The wonderful book by Romano Amerio, Iota Unum: A Study of Changes in the Catholic Church in the XXth Century—whose section on capital punishment enriched Lampstand's book on capital punishment, coming out soon—which was once looked at somewhat askew by some in the Vatican, has now been republished in Italy and that is very good news.
The chapter on capital punishment is posted on the Dominican Idaho blog.
Chiesa reports, an excerpt.
“ROME, July 15, 2009 – As of tomorrow, two volumes that have taken their place among the classics of Catholic culture will return to Italian bookstores, published by Lindau.

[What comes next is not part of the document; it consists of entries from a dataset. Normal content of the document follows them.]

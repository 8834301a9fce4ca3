//! Unit tests for Twilio SMS service

use gp_core::services::SmsSender;
use gp_shared::SmsConfig;

use crate::sms::{TwilioConfig, TwilioSmsService};

fn sms_config() -> SmsConfig {
    SmsConfig {
        provider: "twilio".to_string(),
        account_sid: "ACtest_account_sid".to_string(),
        auth_token: "test_auth_token".to_string(),
        from_number: "+15551234567".to_string(),
    }
}

#[test]
fn test_twilio_config_from_sms_config() {
    let config = TwilioConfig::from_sms_config(&sms_config()).unwrap();
    assert_eq!(config.account_sid, "ACtest_account_sid");
    assert_eq!(config.from_number, "+15551234567");
    assert_eq!(config.max_retries, 3);
}

#[test]
fn test_twilio_config_requires_e164_sender() {
    let err = TwilioConfig::from_sms_config(&SmsConfig {
        from_number: "15551234567".to_string(),
        ..sms_config()
    })
    .unwrap_err();
    assert!(err.to_string().contains("E.164 format"));
}

#[test]
fn test_phone_validation() {
    assert_eq!(
        TwilioSmsService::validate_phone_number("+14155552671").unwrap(),
        "+14155552671"
    );
    assert!(TwilioSmsService::validate_phone_number("4155552671").is_err());
    assert!(TwilioSmsService::validate_phone_number("+abc").is_err());
}

#[tokio::test]
async fn test_rejects_overlong_message_before_sending() {
    let service = TwilioSmsService::new(TwilioConfig::from_sms_config(&sms_config()).unwrap());
    let body = "x".repeat(1601);

    let err = service.send_sms("+14155552671", &body).await.unwrap_err();
    assert!(err.contains("maximum length"));
}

Their content is in striking harmony with the title and foundation of Benedict XVI's third encyclical: "Caritas in Veritate."
“The author of the two volumes is Romano Amerio, the Swiss scholar, philosopher, and theologian who passed away in 1997 at the age of 92. One of his great admirers, the theologian and mystic Don Divo Barsotti, summed up their contents as follows:
"Amerio essentially says that the gravest evils present today in Western thought, including Catholic thought, are mainly due to a general mental disorder according to which 'caritas' is put before 'veritas', without considering that this disorder also overturns the proper conception that we should have of the Most Holy Trinity."
“In effect, Amerio saw precisely in this overturning of the primacy of Logos over love – or in a charity separated from truth – the root of many of the "variations of the Catholic Church in the 20th century": the variations that he described and subjected to criticism in the first and more commanding of the two volumes cited: "Iota unum," written between 1935 and 1985; the variations that led him to question whether with them, the Church had not become something other than itself.
“Many of the variations analyzed in "Iota unum" – although just one of them would suffice, one "iota," according to Matthew 5:18, from which the book's title is taken – would lead the reader to think that there has been an essential mutation in the Church. But Amerio analyzes, he does not judge. Or better, as the fully formed Christian that he is, he leaves the judgment of God. And he recalls that "portae inferi non praevalebunt," meaning that for the faith, it is impossible to think that the Church could lose its way. There will always be continuity with Tradition, even if it is amid turbulence that obscures it and leads one to think the contrary.”